小鬼の言葉に促されて、薄ぼんやりとしていた僕の記憶が次第にはっきりとしてきた。

 僕はいつものように小銭だけを持って、自宅から徒歩五分もかからない近所のコンビニへ漫画雑誌を買いに行った。そして、いつものように雑誌が陳列してある棚へ行き、いつものようにしばし漫画雑誌の立ち読みに耽っていた。いつもならば、そのあと、その雑誌だけを買って帰路に着く、なんの変哲もない大学生の日常なのだが、今日は違った。

 駐車場を物凄いスピードで突っ切ってきた車が、そのまま店に突っ込んで、雑誌の陳列棚と立ち読みをしていた僕を一緒になぎ倒した。

 僕の記憶ではそこまでなのだが、小鬼曰く、どうやらその事故に巻き込まれた僕はそのまま絶命し、いわゆる黄泉の国への入り口を(くぐ)ろうとしていたらしい。

「つまり、僕はあの事故で死んだってこと?」
「そうです〜。ご理解頂けて良かったです〜」
「あー、えーっと、因みに、どうしてあんな事故が起きたのか、キミは理由を知っているかい?」

 顔から焦りの色が消えた小鬼は、ニカっと笑った。小鬼の癖なのだろうか。やけに間延びした語尾が、どうにも緊迫感を遠ざける。つられて僕もどうでもいいことを聞いてしまった。僕の問いに、小鬼は首から下げていたタブレットらしき端末を数回スクロールさせる。

「あ、はい〜。情報によると、車の運転手は、風邪薬を服用後に運転をしていたようです〜。発熱と薬の作用とで、意識が朦朧となり事故を起こしたようです〜」
「そ……、そんなことで僕は死んだの?」
「ご愁傷様です〜」

 全く心の籠もらない慰めの言葉を口にしながら、小鬼は読んでいた端末から目を離した。彼は何処か楽しげである。僕は、こんな状況なのにと憤慨しかけて、しかし、他人事なのだから致し方ないのかもしれないと思い直す。

「僕が死んだことはわかったけど、それで、この状況はどう言うこと?」
「あ、はい〜。古森さんには、別室待機の指示が出ましたので、こうしてお迎えに参りました〜」
「ちょ、ちょっと待って……順を追って説明してもらえるかな?」

 小鬼曰く、僕は黄泉の国へと続く道を他の死者たちとともに進んでいた。
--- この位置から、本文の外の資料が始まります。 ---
//! Actor and publish/subscribe runtime built on [`streams::Stream`].
//!
//! - [`Actor`]: sequential message processor with a type-keyed handler table,
//!   middleware and an inbox/outbox pair
//! - [`EventBus`]: multi-worker fan-out keyed by event type, with `"*"`
//!   wildcard subscriptions
//! - [`Dispatcher`]: the subscription table and invocation logic behind the bus

pub mod actor;
pub mod bus;
pub mod dispatcher;
pub mod telemetry;


pub use actor::{
  Actor, ActorContext, ActorError, ActorOptions, ActorState, ErrorCallback, Handler, Middleware, handler,
};
pub use bus::{BusError, BusErrorCallback, BusOptions, EventBus};
pub use dispatcher::{DispatchError, Dispatcher, EventHandler, HandlerFailure, SubscriptionId, event_handler};
pub use parley_core::{Event, WILDCARD_EVENT_TYPE};
pub use telemetry::{BusMetrics, BusTracer, CountingMetrics, LoggingTracer, MetricsSnapshot, NoOpMetrics, NoOpTracer};
//! Subscription table and handler invocation for the event bus

use std::{collections::HashMap, fmt, future::Future, panic::AssertUnwindSafe, sync::Arc, time::Instant};

use futures::{FutureExt, future::BoxFuture};
use parking_lot::RwLock;
use parley_core::{Event, WILDCARD_EVENT_TYPE};

use crate::{actor::panic_message, bus::BusError, telemetry::BusTracer};

/// An event bus subscriber.
pub type EventHandler<T> = Arc<dyn Fn(T) -> BoxFuture<'static, anyhow::Result<()>> + Send + Sync>;

/// Box a closure into an [`EventHandler`].
pub fn event_handler<T, F, Fut>(f: F) -> EventHandler<T>
where
  T: 'static,
  F: Fn(T) -> Fut + Send + Sync + 'static,
  Fut: Future<Output = anyhow::Result<()>> + Send + 'static,
{
  Arc::new(move |event: T| f(event).boxed())
}

#[derive(Debug, Clone, PartialEq, Eq, Hash)]
pub struct SubscriptionId(String);

impl SubscriptionId {
  fn generate() -> Self {
    Self(uuid::Uuid::new_v4().to_string())
  }

  pub fn as_str(&self) -> &str {
    &self.0
  }
}

impl fmt::Display for SubscriptionId {
  fn fmt(&self, f: &mut fmt::Formatter<'_>) -> fmt::Result {
    f.write_str(&self.0)
  }
}

// ============================================================================
// Error Types
// ============================================================================

#[derive(Debug)]
pub struct HandlerFailure {
  pub subscription: SubscriptionId,
  pub error: anyhow::Error,
}

/// Every handler failure observed while dispatching one event
#[derive(Debug, thiserror::Error)]
#[error("dispatch errors for {event_type}: [{}]", join_failures(.failures))]
pub struct DispatchError {
  pub event_type: String,
  pub failures: Vec<HandlerFailure>,
}

fn join_failures(failures: &[HandlerFailure]) -> String {
  failures
    .iter()
    .map(|f| format!("{}: {:#}", f.subscription, f.error))
    .collect::<Vec<_>>()
    .join("; ")
}

// ============================================================================
// Dispatcher
// ============================================================================

type Subscribers<T> = Vec<(SubscriptionId, EventHandler<T>)>;

pub struct Dispatcher<T> {
  handlers: RwLock<HashMap<String, Subscribers<T>>>,
  tracer: Arc<dyn BusTracer<T>>,
}

impl<T: Event + Clone> Dispatcher<T> {
  pub fn new(tracer: Arc<dyn BusTracer<T>>) -> Self {
    Self {
      handlers: RwLock::new(HashMap::new()),
      tracer,
    }
  }

  pub fn register(&self, event_type: &str, handler: EventHandler<T>) -> SubscriptionId {
    let id = SubscriptionId::generate();
    self
      .handlers
      .write()
      .entry(event_type.to_string())
      .or_default()
      .push((id.clone(), handler));
    id
  }

  pub fn unregister(&self, id: &SubscriptionId) -> Result<(), BusError> {
    let mut handlers = self.handlers.write();

    let found = handlers
      .iter_mut()
      .find_map(|(event_type, subs)| {
        let pos = subs.iter().position(|(sub, _)| sub == id)?;
        subs.remove(pos);
        Some((event_type.clone(), subs.is_empty()))
      });

    match found {
      Some((event_type, true)) => {
        handlers.remove(&event_type);
        Ok(())
      }
      Some(_) => Ok(()),
      None => Err(BusError::SubscriptionNotFound(id.clone())),
    }
  }

  /// Number of subscriptions that would receive an event of `event_type`
  pub fn handler_count(&self, event_type: &str) -> usize {
    let handlers = self.handlers.read();
    let exact = handlers.get(event_type).map_or(0, Vec::len);
    let wildcard = if event_type == WILDCARD_EVENT_TYPE {
      0
    } else {
      handlers.get(WILDCARD_EVENT_TYPE).map_or(0, Vec::len)
    };
    exact + wildcard
  }

  /// Invoke every matching handler in registration order, exact-type
  /// subscribers first, then wildcard subscribers. A failing or panicking
  /// handler does not stop the rest.
  pub async fn dispatch(&self, event: &T) -> Result<(), DispatchError> {
    let event_type = event.event_type();
    let snapshot: Subscribers<T> = {
      let handlers = self.handlers.read();
      let exact = handlers.get(event_type).into_iter().flatten();
      let wildcard = if event_type == WILDCARD_EVENT_TYPE {
        None
      } else {
        handlers.get(WILDCARD_EVENT_TYPE)
      };
      exact.chain(wildcard.into_iter().flatten()).cloned().collect()
    };

    let mut failures = Vec::new();

    for (subscription, handler) in snapshot {
      self.tracer.handler_started(event, &subscription);
      let started = Instant::now();

      let owned = event.clone();
      let outcome = AssertUnwindSafe(async move { handler(owned).await })
        .catch_unwind()
        .await;
      let result = match outcome {
        Ok(result) => result,
        Err(payload) => Err(anyhow::anyhow!("panic in event handler: {}", panic_message(payload.as_ref()))),
      };

      self
        .tracer
        .handler_finished(event, &subscription, started.elapsed(), result.as_ref().err());

      if let Err(error) = result {
        failures.push(HandlerFailure { subscription, error });
      }
    }

    if failures.is_empty() {
      Ok(())
    } else {
      Err(DispatchError {
        event_type: event_type.to_string(),
        failures,
      })
    }
  }
}
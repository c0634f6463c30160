//! Chat actor relay, interrupt and persistence tests.

#[cfg(test)]
mod tests {
  use std::sync::{
    Arc,
    atomic::{AtomicUsize, Ordering},
  };

  use async_trait::async_trait;
  use events::ActorOptions;
  use llm::{ScriptStep, ScriptedProvider};
  use pretty_assertions::assert_eq;
  use tokio_util::sync::CancellationToken;

  use crate::{
    __tests__::helpers::*,
    chat_actor::ChatActor,
    messages::*,
    store::{InMemoryMessageStore, MessageStore, StoreError},
  };

  fn request(response_id: &str) -> SendMessage {
    SendMessage {
      message_id: format!("msg-{response_id}"),
      response_id: Some(response_id.to_string()),
      input: hello_input(),
      tools: Vec::new(),
    }
  }

  fn started(provider: ScriptedProvider, store: Arc<dyn MessageStore>) -> (ChatActor, CancellationToken) {
    let root = CancellationToken::new();
    let chat = ChatActor::new("chat-actor", ActorOptions::default(), runner(provider), store).unwrap();
    chat.start(&root).unwrap();
    (chat, root)
  }

  /// Rejects every write
  struct BrokenStore {
    attempts: AtomicUsize,
  }

  #[async_trait]
  impl MessageStore for BrokenStore {
    async fn save_agent_message(&self, _message: &AgentMessage) -> Result<(), StoreError> {
      self.attempts.fetch_add(1, Ordering::SeqCst);
      Err(StoreError::Backend("disk full".into()))
    }

    async fn save_output_item(&self, _id: &str, _position: usize, _item: &OutputItem) -> Result<(), StoreError> {
      self.attempts.fetch_add(1, Ordering::SeqCst);
      Err(StoreError::Backend("disk full".into()))
    }
  }

  #[tokio::test]
  async fn test_send_message_relays_lifecycle_and_persists() {
    let store = Arc::new(InMemoryMessageStore::new());
    let (chat, _root) = started(ScriptedProvider::from_text(MODEL, &["Hi", " there"]), store.clone());

    chat.send_message(request("r1")).await.unwrap();
    let events = receive_until(&chat, ChatEvent::is_terminal).await;

    assert_eq!(events.first().map(|e| e.kind.event_type()), Some(EVENT_CREATED));
    assert_eq!(events.last().map(|e| e.kind.event_type()), Some(EVENT_COMPLETED));
    assert_eq!(terminal_count(&events), 1);

    let stored = store.agent_message("r1").expect("agent message stored");
    assert_eq!(stored.status, AgentMessageStatus::Completed);
    assert_eq!(stored.alt_text, "Hi there");
    assert_eq!(stored.message_id, "msg-r1");

    let items = store.output_items("r1");
    assert_eq!(items.len(), 1);
    match &items[0] {
      OutputItem::Message(message) => assert_eq!(message.status, ItemStatus::Completed),
      other => panic!("unexpected item: {other:?}"),
    }
  }

  #[tokio::test]
  async fn test_generated_response_id_when_absent() {
    let store = Arc::new(InMemoryMessageStore::new());
    let (chat, _root) = started(ScriptedProvider::from_text(MODEL, &["ok"]), store.clone());

    let mut req = request("ignored");
    req.response_id = None;
    chat.send_message(req).await.unwrap();

    let events = receive_until(&chat, ChatEvent::is_terminal).await;
    let id = events[0].agent_message().map(|m| m.id.clone()).unwrap();
    assert!(!id.is_empty());
    assert!(store.agent_message(&id).is_some());
  }

  #[tokio::test]
  async fn test_interrupt_through_actor_ends_incomplete() {
    let store = Arc::new(InMemoryMessageStore::new());
    let (chat, _root) = started(
      ScriptedProvider::new("scripted", vec![text(0, "thinking"), ScriptStep::Hang]),
      store.clone(),
    );

    chat.send_message(request("r2")).await.unwrap();
    let mut events = receive_until(&chat, |e| e.kind.event_type() == EVENT_TEXT_DELTA).await;

    chat.interrupt("r2").await.unwrap();
    events.extend(receive_until(&chat, ChatEvent::is_terminal).await);

    assert_eq!(terminal_count(&events), 1);
    let message = events.last().and_then(|e| e.agent_message()).unwrap();
    assert_eq!(message.status, AgentMessageStatus::Incomplete);
    assert_eq!(message.interrupt_type, InterruptType::User);

    assert_eq!(
      store.agent_message("r2").map(|m| m.status),
      Some(AgentMessageStatus::Incomplete)
    );
  }

  #[tokio::test]
  async fn test_interrupt_unknown_response_publishes_error() {
    let (chat, _root) = started(
      ScriptedProvider::from_text(MODEL, &["x"]),
      Arc::new(InMemoryMessageStore::new()),
    );

    chat.interrupt("missing").await.unwrap();
    let events = receive_until(&chat, |e| e.kind.event_type() == EVENT_ERROR).await;

    let ChatEventKind::Error { code, message } = &events[0].kind else {
      panic!("expected error event, got {:?}", events[0].kind);
    };
    assert_eq!(code.as_deref(), Some("interrupt_failed"));
    assert!(message.contains("missing"), "{message}");
  }

  #[tokio::test]
  async fn test_duplicate_response_publishes_error() {
    let (chat, _root) = started(
      ScriptedProvider::new("scripted", vec![ScriptStep::Hang]),
      Arc::new(InMemoryMessageStore::new()),
    );

    chat.send_message(request("r-dup")).await.unwrap();
    chat.send_message(request("r-dup")).await.unwrap();

    let events = receive_until(&chat, |e| e.kind.event_type() == EVENT_ERROR).await;
    let ChatEventKind::Error { code, .. } = &events.last().unwrap().kind else {
      unreachable!();
    };
    assert_eq!(code.as_deref(), Some("ai_respond_failed"));
    assert!(chat.runner().is_running("r-dup"));

    chat.interrupt("r-dup").await.unwrap();
    receive_until(&chat, ChatEvent::is_terminal).await;
  }

  #[tokio::test]
  async fn test_store_failures_do_not_stop_the_response() {
    let store = Arc::new(BrokenStore {
      attempts: AtomicUsize::new(0),
    });
    let (chat, _root) = started(ScriptedProvider::from_text(MODEL, &["still here"]), store.clone());

    chat.send_message(request("r3")).await.unwrap();
    let events = receive_until(&chat, ChatEvent::is_terminal).await;

    assert_eq!(events.last().map(|e| e.kind.event_type()), Some(EVENT_COMPLETED));
    assert!(store.attempts.load(Ordering::SeqCst) > 1);
  }

  #[tokio::test]
  async fn test_stop_ends_streaming_response() {
    let (chat, _root) = started(
      ScriptedProvider::new("scripted", vec![text(0, "forever"), ScriptStep::Hang]),
      Arc::new(InMemoryMessageStore::new()),
    );

    chat.send_message(request("r4")).await.unwrap();
    receive_until(&chat, |e| e.kind.event_type() == EVENT_TEXT_DELTA).await;

    chat.stop().await;

    assert!(chat.actor().is_stopped());
    assert!(wait_for(std::time::Duration::from_secs(2), || !chat.runner().is_running("r4")).await);
  }
}
//! Logging setup driven by `[logging]`

use parley_core::LoggingConfig;
use tracing_appender::non_blocking::WorkerGuard;
use tracing_subscriber::EnvFilter;

const LOG_FILE_NAME: &str = "parley.log";

/// Parse log level from config string
fn parse_log_level(level: &str) -> tracing::level_filters::LevelFilter {
  use tracing::level_filters::LevelFilter;

  match level.to_lowercase().as_str() {
    "off" => LevelFilter::OFF,
    "error" => LevelFilter::ERROR,
    "warn" => LevelFilter::WARN,
    "info" => LevelFilter::INFO,
    "debug" => LevelFilter::DEBUG,
    "trace" => LevelFilter::TRACE,
    _ => LevelFilter::INFO,
  }
}

/// Initialize the global subscriber.
///
/// Logs go to stderr with colors unless `directory` is set, in which case
/// they go to a rolling file without ANSI. `RUST_LOG` overrides the level.
///
/// Returns the guard that must be kept alive for the duration of the program
pub fn init_logging(config: &LoggingConfig) -> Option<WorkerGuard> {
  let env_filter = EnvFilter::builder()
    .with_default_directive(parse_log_level(&config.level).into())
    .from_env_lossy();

  let Some(log_dir) = config.directory.as_deref() else {
    tracing_subscriber::fmt()
      .with_env_filter(env_filter)
      .with_writer(std::io::stderr)
      .with_target(true)
      .init();
    return None;
  };

  if let Err(e) = std::fs::create_dir_all(log_dir) {
    // Fall back to console-only logging
    tracing_subscriber::fmt()
      .with_env_filter(env_filter)
      .with_writer(std::io::stderr)
      .init();
    tracing::warn!(path = %log_dir.display(), error = %e, "Cannot create log directory");
    return None;
  }

  let file_appender = match config.rotation.as_str() {
    "hourly" => tracing_appender::rolling::hourly(log_dir, LOG_FILE_NAME),
    "never" => tracing_appender::rolling::never(log_dir, LOG_FILE_NAME),
    _ => tracing_appender::rolling::daily(log_dir, LOG_FILE_NAME),
  };

  let (file_writer, guard) = tracing_appender::non_blocking(file_appender);

  tracing_subscriber::fmt()
    .with_env_filter(env_filter)
    .with_target(true)
    .with_ansi(false)
    .with_writer(file_writer)
    .init();

  Some(guard)
}
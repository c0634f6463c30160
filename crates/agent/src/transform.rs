//! Input items to provider-neutral prompt messages

use llm::{PromptMessage, PromptRole, ToolCall, ToolCallFunction};

use crate::messages::{InputContent, InputItem};

/// Convert a turn's input items into prompt messages.
///
/// Text parts of one message are joined with newlines and empty messages are
/// dropped. Consecutive function calls collapse into a single assistant
/// message carrying every call, the shape providers expect before the
/// matching tool results.
pub fn to_prompt_messages(items: &[InputItem]) -> Vec<PromptMessage> {
  let mut messages: Vec<PromptMessage> = Vec::with_capacity(items.len());

  for item in items {
    match item {
      InputItem::Message { role, content } => {
        let text = content
          .iter()
          .map(|part| match part {
            InputContent::InputText { text } => text.as_str(),
          })
          .filter(|text| !text.is_empty())
          .collect::<Vec<_>>()
          .join("\n");

        if !text.is_empty() {
          messages.push(PromptMessage::new(*role, text));
        }
      }
      InputItem::FunctionCall { call_id, name, arguments } => {
        let call = ToolCall {
          id: call_id.clone(),
          kind: "function".to_string(),
          function: ToolCallFunction {
            name: name.clone(),
            arguments: arguments.clone(),
          },
        };

        match messages.last_mut() {
          Some(last) if last.role == PromptRole::Assistant && !last.tool_calls.is_empty() => {
            last.tool_calls.push(call);
          }
          _ => {
            let mut message = PromptMessage::assistant("");
            message.tool_calls.push(call);
            messages.push(message);
          }
        }
      }
      InputItem::FunctionCallOutput { call_id, output } => {
        messages.push(PromptMessage::tool(call_id.clone(), output.clone()));
      }
    }
  }

  messages
}
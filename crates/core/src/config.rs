//! Runtime configuration for streams, actors, the event bus and the chat runner.
//!
//! Config priority: explicit path > user (~/.config/parley/config.toml) > defaults

use serde::{Deserialize, Serialize};
use std::path::{Path, PathBuf};

// ============================================================================
// Error Types
// ============================================================================

#[derive(Debug, thiserror::Error)]
pub enum ConfigError {
  #[error("Failed to read config file {path}: {source}")]
  Read {
    path: PathBuf,
    #[source]
    source: std::io::Error,
  },
  #[error("Invalid config: {0}")]
  Parse(#[from] toml::de::Error),
  #[error("Invalid value for {field}: {reason}")]
  Invalid { field: &'static str, reason: String },
}

// ============================================================================
// Stream Configuration
// ============================================================================

/// Defaults for standalone streams
#[derive(Debug, Clone, PartialEq, Eq, Serialize, Deserialize)]
#[serde(default)]
pub struct StreamConfig {
  /// Item buffer capacity
  /// Default: 100
  pub capacity: usize,
}

impl Default for StreamConfig {
  fn default() -> Self {
    Self { capacity: 100 }
  }
}

// ============================================================================
// Actor Configuration
// ============================================================================

/// Actor mailbox settings
#[derive(Debug, Clone, PartialEq, Eq, Serialize, Deserialize)]
#[serde(default)]
pub struct ActorConfig {
  /// Inbox capacity
  /// Default: 100
  #[serde(default = "default_mailbox_capacity")]
  pub inbox_capacity: usize,

  /// Outbox capacity
  /// Default: 100
  #[serde(default = "default_mailbox_capacity")]
  pub outbox_capacity: usize,

  /// How long `stop` waits for the in-flight handler before returning
  /// Default: 5000
  #[serde(default = "default_grace_period_ms")]
  pub grace_period_ms: u64,
}

fn default_mailbox_capacity() -> usize {
  100
}
fn default_grace_period_ms() -> u64 {
  5_000
}

impl Default for ActorConfig {
  fn default() -> Self {
    Self {
      inbox_capacity: default_mailbox_capacity(),
      outbox_capacity: default_mailbox_capacity(),
      grace_period_ms: default_grace_period_ms(),
    }
  }
}

// ============================================================================
// Event Bus Configuration
// ============================================================================

#[derive(Debug, Clone, PartialEq, Eq, Serialize, Deserialize)]
#[serde(default)]
pub struct BusConfig {
  /// Shared inbound buffer size
  /// Default: 1000
  pub buffer_size: usize,

  /// Number of dispatch workers
  /// Default: 10
  pub worker_count: usize,
}

impl Default for BusConfig {
  fn default() -> Self {
    Self {
      buffer_size: 1000,
      worker_count: 10,
    }
  }
}

// ============================================================================
// Chat Runner Configuration
// ============================================================================

#[derive(Debug, Clone, PartialEq, Eq, Serialize, Deserialize)]
#[serde(default)]
pub struct RunnerSettings {
  /// Upper bound on a single provider streaming call
  /// Default: 300 (5 minutes)
  pub invoke_timeout_secs: u64,

  /// Capacity of the per-response event stream
  /// Default: 100
  pub event_buffer: usize,

  /// Capacity of the per-response control channel
  /// Default: 10
  pub control_capacity: usize,
}

impl Default for RunnerSettings {
  fn default() -> Self {
    Self {
      invoke_timeout_secs: 300,
      event_buffer: 100,
      control_capacity: 10,
    }
  }
}

// ============================================================================
// Logging Configuration
// ============================================================================

#[derive(Debug, Clone, PartialEq, Eq, Serialize, Deserialize)]
#[serde(default)]
pub struct LoggingConfig {
  /// Log level: "off", "error", "warn", "info", "debug", "trace"
  /// Default: "info"
  #[serde(default = "default_log_level")]
  pub level: String,

  /// Log file rotation: "daily", "hourly", "never"
  /// Default: "daily"
  #[serde(default = "default_log_rotation")]
  pub rotation: String,

  /// Directory for log files. Console only when unset.
  pub directory: Option<PathBuf>,
}

fn default_log_level() -> String {
  "info".to_string()
}
fn default_log_rotation() -> String {
  "daily".to_string()
}

impl Default for LoggingConfig {
  fn default() -> Self {
    Self {
      level: default_log_level(),
      rotation: default_log_rotation(),
      directory: None,
    }
  }
}

// ============================================================================
// Main Configuration
// ============================================================================

#[derive(Debug, Clone, Default, PartialEq, Eq, Serialize, Deserialize)]
#[serde(default)]
pub struct Config {
  pub stream: StreamConfig,
  pub actor: ActorConfig,
  pub bus: BusConfig,
  pub runner: RunnerSettings,
  pub logging: LoggingConfig,
}

impl Config {
  /// Parse and validate a TOML document
  pub fn load_from_str(content: &str) -> Result<Self, ConfigError> {
    let config: Config = toml::from_str(content)?;
    config.validate()?;
    Ok(config)
  }

  /// Load from an explicit path. A missing file yields defaults; an unreadable
  /// or malformed one is an error.
  pub fn load(path: &Path) -> Result<Self, ConfigError> {
    if !path.exists() {
      tracing::debug!(path = %path.display(), "Config file not found, using defaults");
      return Ok(Self::default());
    }

    let content = std::fs::read_to_string(path).map_err(|source| ConfigError::Read {
      path: path.to_path_buf(),
      source,
    })?;
    Self::load_from_str(&content)
  }

  /// Load the user-level config, falling back to defaults on any problem
  pub fn load_or_default() -> Self {
    let Some(path) = Self::user_config_path() else {
      return Self::default();
    };

    match Self::load(&path) {
      Ok(config) => config,
      Err(e) => {
        tracing::warn!(path = %path.display(), error = %e, "Ignoring invalid user config");
        Self::default()
      }
    }
  }

  /// Get the user-level config path
  pub fn user_config_path() -> Option<PathBuf> {
    if let Ok(path) = std::env::var("PARLEY_CONFIG_DIR") {
      return Some(PathBuf::from(path).join("config.toml"));
    }

    dirs::config_dir().map(|p: PathBuf| p.join("parley").join("config.toml"))
  }

  fn validate(&self) -> Result<(), ConfigError> {
    let non_zero: [(&'static str, usize); 7] = [
      ("stream.capacity", self.stream.capacity),
      ("actor.inbox_capacity", self.actor.inbox_capacity),
      ("actor.outbox_capacity", self.actor.outbox_capacity),
      ("bus.buffer_size", self.bus.buffer_size),
      ("bus.worker_count", self.bus.worker_count),
      ("runner.event_buffer", self.runner.event_buffer),
      ("runner.control_capacity", self.runner.control_capacity),
    ];

    for (field, value) in non_zero {
      if value == 0 {
        return Err(ConfigError::Invalid {
          field,
          reason: "must be greater than zero".to_string(),
        });
      }
    }

    if !matches!(self.logging.rotation.as_str(), "daily" | "hourly" | "never") {
      return Err(ConfigError::Invalid {
        field: "logging.rotation",
        reason: format!("expected daily, hourly or never, got {:?}", self.logging.rotation),
      });
    }

    Ok(())
  }

  /// Generate a default config file as a string
  pub fn template() -> String {
    let defaults = Self::default();
    format!(
      r#"# Parley Configuration
# Place in ~/.config/parley/config.toml or pass --config <path>

# ============================================================================
# Streams
# ============================================================================

[stream]
# Buffered items per stream before senders wait
capacity = {stream_capacity}

# ============================================================================
# Actors
# ============================================================================

[actor]
inbox_capacity = {inbox}
outbox_capacity = {outbox}
# Milliseconds `stop` waits for the in-flight handler
grace_period_ms = {grace}

# ============================================================================
# Event Bus
# ============================================================================

[bus]
buffer_size = {buffer}
worker_count = {workers}

# ============================================================================
# Chat Runner
# ============================================================================

[runner]
# Upper bound on one provider streaming call
invoke_timeout_secs = {timeout}
event_buffer = {event_buffer}
control_capacity = {control}

# ============================================================================
# Logging
# ============================================================================

[logging]
# off, error, warn, info, debug, trace (RUST_LOG overrides)
level = "{level}"
# daily, hourly, never
rotation = "{rotation}"
# directory = "/var/log/parley"
"#,
      stream_capacity = defaults.stream.capacity,
      inbox = defaults.actor.inbox_capacity,
      outbox = defaults.actor.outbox_capacity,
      grace = defaults.actor.grace_period_ms,
      buffer = defaults.bus.buffer_size,
      workers = defaults.bus.worker_count,
      timeout = defaults.runner.invoke_timeout_secs,
      event_buffer = defaults.runner.event_buffer,
      control = defaults.runner.control_capacity,
      level = defaults.logging.level,
      rotation = defaults.logging.rotation,
    )
  }
}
黄泉の国へと続く道とは、先ほどまでいた、あんず色の世界のことだ。

 あの道の先には、天国や地獄、他にもよくわからないけれど、それぞれの行き先へ繋がった門が六つあり、各門を(くぐ)ること、すなわち黄泉の国へ行くことで、魂と肉体はすっぱりと切り離されるらしい。